AIM OF THE TASK
Write the records out again, exactly as they stand below.
● ● ●
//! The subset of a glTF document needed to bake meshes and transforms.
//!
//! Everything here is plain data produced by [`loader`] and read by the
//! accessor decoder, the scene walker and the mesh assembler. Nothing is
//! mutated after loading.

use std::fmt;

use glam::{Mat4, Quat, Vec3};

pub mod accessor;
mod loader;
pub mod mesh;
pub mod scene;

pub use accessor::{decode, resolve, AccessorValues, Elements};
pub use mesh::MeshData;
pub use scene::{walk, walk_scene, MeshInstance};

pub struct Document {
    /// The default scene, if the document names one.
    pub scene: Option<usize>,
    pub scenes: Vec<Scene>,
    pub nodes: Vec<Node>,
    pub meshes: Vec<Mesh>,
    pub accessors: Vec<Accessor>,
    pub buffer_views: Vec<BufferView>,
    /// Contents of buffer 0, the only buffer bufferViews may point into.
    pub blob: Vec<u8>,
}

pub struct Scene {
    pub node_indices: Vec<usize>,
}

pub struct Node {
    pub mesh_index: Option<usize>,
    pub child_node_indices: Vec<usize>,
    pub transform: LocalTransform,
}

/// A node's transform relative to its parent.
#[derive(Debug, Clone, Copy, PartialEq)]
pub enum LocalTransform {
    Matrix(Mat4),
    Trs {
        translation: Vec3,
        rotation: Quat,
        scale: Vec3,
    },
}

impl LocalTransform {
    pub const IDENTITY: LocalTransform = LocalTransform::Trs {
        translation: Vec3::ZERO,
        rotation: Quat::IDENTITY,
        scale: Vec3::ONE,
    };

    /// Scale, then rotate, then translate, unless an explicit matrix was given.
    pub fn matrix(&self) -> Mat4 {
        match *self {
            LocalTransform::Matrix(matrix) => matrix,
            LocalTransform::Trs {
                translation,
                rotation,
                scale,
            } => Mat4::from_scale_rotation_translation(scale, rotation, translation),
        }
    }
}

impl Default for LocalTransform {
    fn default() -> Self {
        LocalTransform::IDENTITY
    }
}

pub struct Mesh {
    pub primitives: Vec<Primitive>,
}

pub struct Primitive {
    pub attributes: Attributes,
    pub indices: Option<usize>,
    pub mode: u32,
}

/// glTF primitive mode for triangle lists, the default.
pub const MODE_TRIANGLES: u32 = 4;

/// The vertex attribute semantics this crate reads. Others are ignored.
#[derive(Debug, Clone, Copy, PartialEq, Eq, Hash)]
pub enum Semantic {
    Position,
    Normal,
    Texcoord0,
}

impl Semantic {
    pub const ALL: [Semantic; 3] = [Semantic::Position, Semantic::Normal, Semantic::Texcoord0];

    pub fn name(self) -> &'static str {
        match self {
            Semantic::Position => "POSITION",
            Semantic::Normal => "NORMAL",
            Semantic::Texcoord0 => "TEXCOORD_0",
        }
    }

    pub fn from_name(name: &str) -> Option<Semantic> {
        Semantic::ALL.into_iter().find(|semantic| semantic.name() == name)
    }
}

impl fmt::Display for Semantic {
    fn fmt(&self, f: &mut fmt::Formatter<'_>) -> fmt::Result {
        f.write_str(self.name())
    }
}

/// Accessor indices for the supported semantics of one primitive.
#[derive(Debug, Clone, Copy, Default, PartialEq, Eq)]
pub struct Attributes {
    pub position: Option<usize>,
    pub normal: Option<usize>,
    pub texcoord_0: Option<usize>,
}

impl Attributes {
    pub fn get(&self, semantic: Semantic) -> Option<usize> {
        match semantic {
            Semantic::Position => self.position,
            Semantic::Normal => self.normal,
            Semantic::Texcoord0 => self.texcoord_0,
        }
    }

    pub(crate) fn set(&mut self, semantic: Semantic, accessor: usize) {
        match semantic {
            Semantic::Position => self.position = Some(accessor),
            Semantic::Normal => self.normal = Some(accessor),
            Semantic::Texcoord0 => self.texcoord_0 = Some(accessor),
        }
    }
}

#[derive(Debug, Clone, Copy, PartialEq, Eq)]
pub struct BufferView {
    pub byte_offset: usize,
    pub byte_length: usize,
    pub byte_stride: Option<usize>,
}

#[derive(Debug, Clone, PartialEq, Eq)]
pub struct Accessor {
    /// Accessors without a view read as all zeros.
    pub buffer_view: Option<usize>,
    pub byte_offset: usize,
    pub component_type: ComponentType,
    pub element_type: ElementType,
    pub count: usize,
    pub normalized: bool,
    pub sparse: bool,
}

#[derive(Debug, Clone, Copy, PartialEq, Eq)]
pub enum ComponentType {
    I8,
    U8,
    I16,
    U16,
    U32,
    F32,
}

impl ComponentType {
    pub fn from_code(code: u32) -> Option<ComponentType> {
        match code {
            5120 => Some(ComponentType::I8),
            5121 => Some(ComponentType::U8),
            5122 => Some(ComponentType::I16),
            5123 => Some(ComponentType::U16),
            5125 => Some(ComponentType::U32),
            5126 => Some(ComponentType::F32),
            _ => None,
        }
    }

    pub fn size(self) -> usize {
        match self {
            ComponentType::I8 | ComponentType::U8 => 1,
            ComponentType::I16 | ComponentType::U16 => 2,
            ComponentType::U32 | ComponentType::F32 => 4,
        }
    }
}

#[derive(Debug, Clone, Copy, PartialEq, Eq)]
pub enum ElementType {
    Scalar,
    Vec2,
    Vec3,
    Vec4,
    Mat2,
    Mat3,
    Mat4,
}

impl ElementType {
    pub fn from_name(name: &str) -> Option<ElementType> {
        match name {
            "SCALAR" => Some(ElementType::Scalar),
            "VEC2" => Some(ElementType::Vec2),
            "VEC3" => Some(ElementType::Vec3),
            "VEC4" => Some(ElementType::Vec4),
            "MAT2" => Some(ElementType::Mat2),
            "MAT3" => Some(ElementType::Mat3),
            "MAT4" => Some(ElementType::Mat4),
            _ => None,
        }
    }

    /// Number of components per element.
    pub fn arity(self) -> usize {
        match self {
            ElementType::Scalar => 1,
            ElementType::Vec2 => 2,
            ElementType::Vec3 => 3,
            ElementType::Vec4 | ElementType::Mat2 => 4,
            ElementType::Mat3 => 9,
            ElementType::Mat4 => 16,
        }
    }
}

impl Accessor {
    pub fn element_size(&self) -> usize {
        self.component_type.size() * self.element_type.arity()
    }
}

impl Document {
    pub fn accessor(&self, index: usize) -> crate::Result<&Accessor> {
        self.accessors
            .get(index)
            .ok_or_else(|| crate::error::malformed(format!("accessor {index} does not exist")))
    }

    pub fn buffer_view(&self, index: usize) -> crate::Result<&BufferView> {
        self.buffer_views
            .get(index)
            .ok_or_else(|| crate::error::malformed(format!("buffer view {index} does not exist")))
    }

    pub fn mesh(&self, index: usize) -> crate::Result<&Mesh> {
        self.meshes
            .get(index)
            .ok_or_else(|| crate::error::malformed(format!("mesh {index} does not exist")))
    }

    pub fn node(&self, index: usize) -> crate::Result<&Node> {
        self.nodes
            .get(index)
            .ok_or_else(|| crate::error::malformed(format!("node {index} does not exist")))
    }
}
● ● ●
WRITTEN SOLUTION
//! The subset of a glTF document needed to bake meshes and transforms.
//!
//! Everything here is plain data produced by [`loader`] and read by the
//! accessor decoder, the scene walker and the mesh assembler. Nothing is
//! mutated after loading.

use std::fmt;

use glam::{Mat4, Quat, Vec3};

pub mod accessor;
mod loader;
pub mod mesh;
pub mod scene;

pub use accessor::{decode, resolve, AccessorValues, Elements};
pub use mesh::MeshData;
pub use scene::{walk, walk_scene, MeshInstance};

pub struct Document {
    /// The default scene, if the document names one.
    pub scene: Option<usize>,
    pub scenes: Vec<Scene>,
    pub nodes: Vec<Node>,
    pub meshes: Vec<Mesh>,
    pub accessors: Vec<Accessor>,
    pub buffer_views: Vec<BufferView>,
    /// Contents of buffer 0, the only buffer bufferViews may point into.
    pub blob: Vec<u8>,
}

pub struct Scene {
    pub node_indices: Vec<usize>,
}

pub struct Node {
    pub mesh_index: Option<usize>,
    pub child_node_indices: Vec<usize>,
    pub transform: LocalTransform,
}

/// A node's transform relative to its parent.
#[derive(Debug, Clone, Copy, PartialEq)]
pub enum LocalTransform {
    Matrix(Mat4),
    Trs {
        translation: Vec3,
        rotation: Quat,
        scale: Vec3,
    },
}

impl LocalTransform {
    pub const IDENTITY: LocalTransform = LocalTransform::Trs {
        translation: Vec3::ZERO,
        rotation: Quat::IDENTITY,
        scale: Vec3::ONE,
    };

    /// Scale, then rotate, then translate, unless an explicit matrix was given.
    pub fn matrix(&self) -> Mat4 {
        match *self {
            LocalTransform::Matrix(matrix) => matrix,
            LocalTransform::Trs {
                translation,
                rotation,
                scale,
            } => Mat4::from_scale_rotation_translation(scale, rotation, translation),
        }
    }
}

impl Default for LocalTransform {
    fn default() -> Self {
        LocalTransform::IDENTITY
    }
}

pub struct Mesh {
    pub primitives: Vec<Primitive>,
}

pub struct Primitive {
    pub attributes: Attributes,
    pub indices: Option<usize>,
    pub mode: u32,
}

/// glTF primitive mode for triangle lists, the default.
pub const MODE_TRIANGLES: u32 = 4;

/// The vertex attribute semantics this crate reads. Others are ignored.
#[derive(Debug, Clone, Copy, PartialEq, Eq, Hash)]
pub enum Semantic {
    Position,
    Normal,
    Texcoord0,
}

impl Semantic {
    pub const ALL: [Semantic; 3] = [Semantic::Position, Semantic::Normal, Semantic::Texcoord0];

    pub fn name(self) -> &'static str {
        match self {
            Semantic::Position => "POSITION",
            Semantic::Normal => "NORMAL",
            Semantic::Texcoord0 => "TEXCOORD_0",
        }
    }

    pub fn from_name(name: &str) -> Option<Semantic> {
        Semantic::ALL.into_iter().find(|semantic| semantic.name() == name)
    }
}

impl fmt::Display for Semantic {
    fn fmt(&self, f: &mut fmt::Formatter<'_>) -> fmt::Result {
        f.write_str(self.name())
    }
}

/// Accessor indices for the supported semantics of one primitive.
#[derive(Debug, Clone, Copy, Default, PartialEq, Eq)]
pub struct Attributes {
    pub position: Option<usize>,
    pub normal: Option<usize>,
    pub texcoord_0: Option<usize>,
}

impl Attributes {
    pub fn get(&self, semantic: Semantic) -> Option<usize> {
        match semantic {
            Semantic::Position => self.position,
            Semantic::Normal => self.normal,
            Semantic::Texcoord0 => self.texcoord_0,
        }
    }

    pub(crate) fn set(&mut self, semantic: Semantic, accessor: usize) {
        match semantic {
            Semantic::Position => self.position = Some(accessor),
            Semantic::Normal => self.normal = Some(accessor),
            Semantic::Texcoord0 => self.texcoord_0 = Some(accessor),
        }
    }
}

#[derive(Debug, Clone, Copy, PartialEq, Eq)]
pub struct BufferView {
    pub byte_offset: usize,
    pub byte_length: usize,
    pub byte_stride: Option<usize>,
}

#[derive(Debug, Clone, PartialEq, Eq)]
pub struct Accessor {
    /// Accessors without a view read as all zeros.
    pub buffer_view: Option<usize>,
    pub byte_offset: usize,
    pub component_type: ComponentType,
    pub element_type: ElementType,
    pub count: usize,
    pub normalized: bool,
    pub sparse: bool,
}

#[derive(Debug, Clone, Copy, PartialEq, Eq)]
pub enum ComponentType {
    I8,
    U8,
    I16,
    U16,
    U32,
    F32,
}

impl ComponentType {
    pub fn from_code(code: u32) -> Option<ComponentType> {
        match code {
            5120 => Some(ComponentType::I8),
            5121 => Some(ComponentType::U8),
            5122 => Some(ComponentType::I16),
            5123 => Some(ComponentType::U16),
            5125 => Some(ComponentType::U32),
            5126 => Some(ComponentType::F32),
            _ => None,
        }
    }

    pub fn size(self) -> usize {
        match self {
            ComponentType::I8 | ComponentType::U8 => 1,
            ComponentType::I16 | ComponentType::U16 => 2,
            ComponentType::U32 | ComponentType::F32 => 4,
        }
    }
}

#[derive(Debug, Clone, Copy, PartialEq, Eq)]
pub enum ElementType {
    Scalar,
    Vec2,
    Vec3,
    Vec4,
    Mat2,
    Mat3,
    Mat4,
}

impl ElementType {
    pub fn from_name(name: &str) -> Option<ElementType> {
        match name {
            "SCALAR" => Some(ElementType::Scalar),
            "VEC2" => Some(ElementType::Vec2),
            "VEC3" => Some(ElementType::Vec3),
            "VEC4" => Some(ElementType::Vec4),
            "MAT2" => Some(ElementType::Mat2),
            "MAT3" => Some(ElementType::Mat3),
            "MAT4" => Some(ElementType::Mat4),
            _ => None,
        }
    }

    /// Number of components per element.
    pub fn arity(self) -> usize {
        match self {
            ElementType::Scalar => 1,
            ElementType::Vec2 => 2,
            ElementType::Vec3 => 3,
            ElementType::Vec4 | ElementType::Mat2 => 4,
            ElementType::Mat3 => 9,
            ElementType::Mat4 => 16,
        }
    }
}

impl Accessor {
    pub fn element_size(&self) -> usize {
        self.component_type.size() * self.element_type.arity()
    }
}

impl Document {
    pub fn accessor(&self, index: usize) -> crate::Result<&Accessor> {
        self.accessors
            .get(index)
            .ok_or_else(|| crate::error::malformed(format!("accessor {index} does not exist")))
    }

    pub fn buffer_view(&self, index: usize) -> crate::Result<&BufferView> {
        self.buffer_views
            .get(index)
            .ok_or_else(|| crate::error::malformed(format!("buffer view {index} does not exist")))
    }

    pub fn mesh(&self, index: usize) -> crate::Result<&Mesh> {
        self.meshes
            .get(index)
            .ok_or_else(|| crate::error::malformed(format!("mesh {index} does not exist")))
    }

    pub fn node(&self, index: usize) -> crate::Result<&Node> {
        self.nodes
            .get(index)
            .ok_or_else(|| crate::error::malformed(format!("node {index} does not exist")))
    }
}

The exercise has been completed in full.